VIT - 20-Jun-17 @ 1:31 PM
I claim esa due to depression and emphysema and have recentlyresigned from work as they wanted to know if and when Iwould return as Iamunable to say when or if Iwould be returning to work it was thought best that Istop my employment. I have just received holiday pay and want to know if this will affect my benefit entitlement
J - 14-May-16 @ 8:10 PM
I am currently on 3 months notice, leading to redundancy in September, I have over 20 years service and therefore will receive the maximum redundancy allowed under government regulations, approx. 13,000. I have never claimed benefits before and need advice on when I should approach the benefits system. In addition I have a mortgage (interest only) of £125,000, I would like to know my rights and what help I can receive, if I cannot find another job by September, I am 55 years old and have applied for numerous positions in the last few weeks with no luck, yet.
Jimmy - 27-Jul-15 @ 10:49 AM
@Sarah - I don't quite understand what you are doing with the property, so you may have to re-phrase that question. I also can't answer the question on whether you father buys him out should you get a mortgage. It depends whether you father wants the mortgage in his name, or whether you will go joint. As far as benefits are concerned, if you have no savings, you should be entitled to benefits and the Turn to Us website should help you there.
RedundancyExpert - 24-Apr-15 @ 9:46 AM
@Sarah - you can find out the benefits you are entitled to via the Turn to Us link here. I hope this helps.

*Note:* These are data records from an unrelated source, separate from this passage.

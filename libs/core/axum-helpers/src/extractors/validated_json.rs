//! JSON extractor with automatic validation using the validator crate.

use crate::errors::AppError;
use axum::{
    extract::{FromRequest, Json, Request},
    response::{IntoResponse, Response},
};
use serde::de::DeserializeOwned;
use validator::Validate;

/// JSON extractor with automatic validation.
///
/// Deserialization failures (missing or type-mismatched fields) are rejected
/// with the status axum assigns to the underlying `JsonRejection` (422 for
/// data errors, 400 for malformed JSON). Semantic validation failures from
/// the `validator` crate's `Validate` trait are rejected with 422 and
/// structured field-level details. No handler code runs on either path, so
/// invalid input can never reach the store.
///
/// # Example
/// ```ignore
/// use axum::Router;
/// use axum::routing::post;
/// use axum_helpers::extractors::ValidatedJson;
/// use serde::Deserialize;
/// use validator::Validate;
///
/// #[derive(Deserialize, Validate)]
/// struct CreateTask {
///     id: i32,
///     #[validate(length(min = 1))]
///     title: String,
/// }
///
/// async fn create_task(ValidatedJson(payload): ValidatedJson<CreateTask>) -> String {
///     format!("Creating task: {}", payload.title)
/// }
///
/// let app = Router::new().route("/tasks", post(create_task));
/// ```
pub struct ValidatedJson<T>(pub T);

impl<T, S> FromRequest<S> for ValidatedJson<T>
where
    T: DeserializeOwned + Validate,
    S: Send + Sync,
{
    type Rejection = Response;

    async fn from_request(req: Request, state: &S) -> Result<Self, Self::Rejection> {
        let Json(data) = Json::<T>::from_request(req, state)
            .await
            .map_err(|e| AppError::JsonExtractorRejection(e).into_response())?;

        data.validate()
            .map_err(|e| AppError::ValidationError(e).into_response())?;

        Ok(ValidatedJson(data))
    }
}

RedundancyExpert - 23-Apr-15 @ 2:21 PM
What my query basically is shall I leave our current shared property once I buy him out in my fathers name or in my name. If I live in an owned property with no mortgage will it affect my benefits at all ? There won't be any capital savings it will all be tied into equity of the owned property. Thanks Sarah
Sarah - 22-Apr-15 @ 5:32 PM
I am soon to be divorced and wondering about benefits for my children. I will be entitled to child benefits and child tax credits and working tax credits etc. I am wondering if my father pays off the mortgage and buys out my soon to be ex husband , will I be entitled to all the above benefits if I am living in an owned property with no mortgage. Or is it better for my father to own the mortgage in his name . Thanks Sarah
Sarah - 22-Apr-15 @ 12:55 PM
@neveragain - I couldn't really advise on this subject as it is a rather grey area. If you have off-loaded capital (deprivation of capital) in order to to retain benefits then the DWP can categorise it as 'notional capital'. You may be interested in the CAB Universal Credit guildelines under the section: What happens if you've got rid of your capital? See link here. I hope this helps.
RedundancyExpert - 19-Feb-15 @ 11:24 AM
I just found out I have a works place pension, one option is to take £14,000 now and get a smaller payment from them. However if I take the cash lump sum, I currently get ESA and can only have £6000 in savings, I can pay for funeral plans, they said that would be ok, but what else could I spend it on that they will except?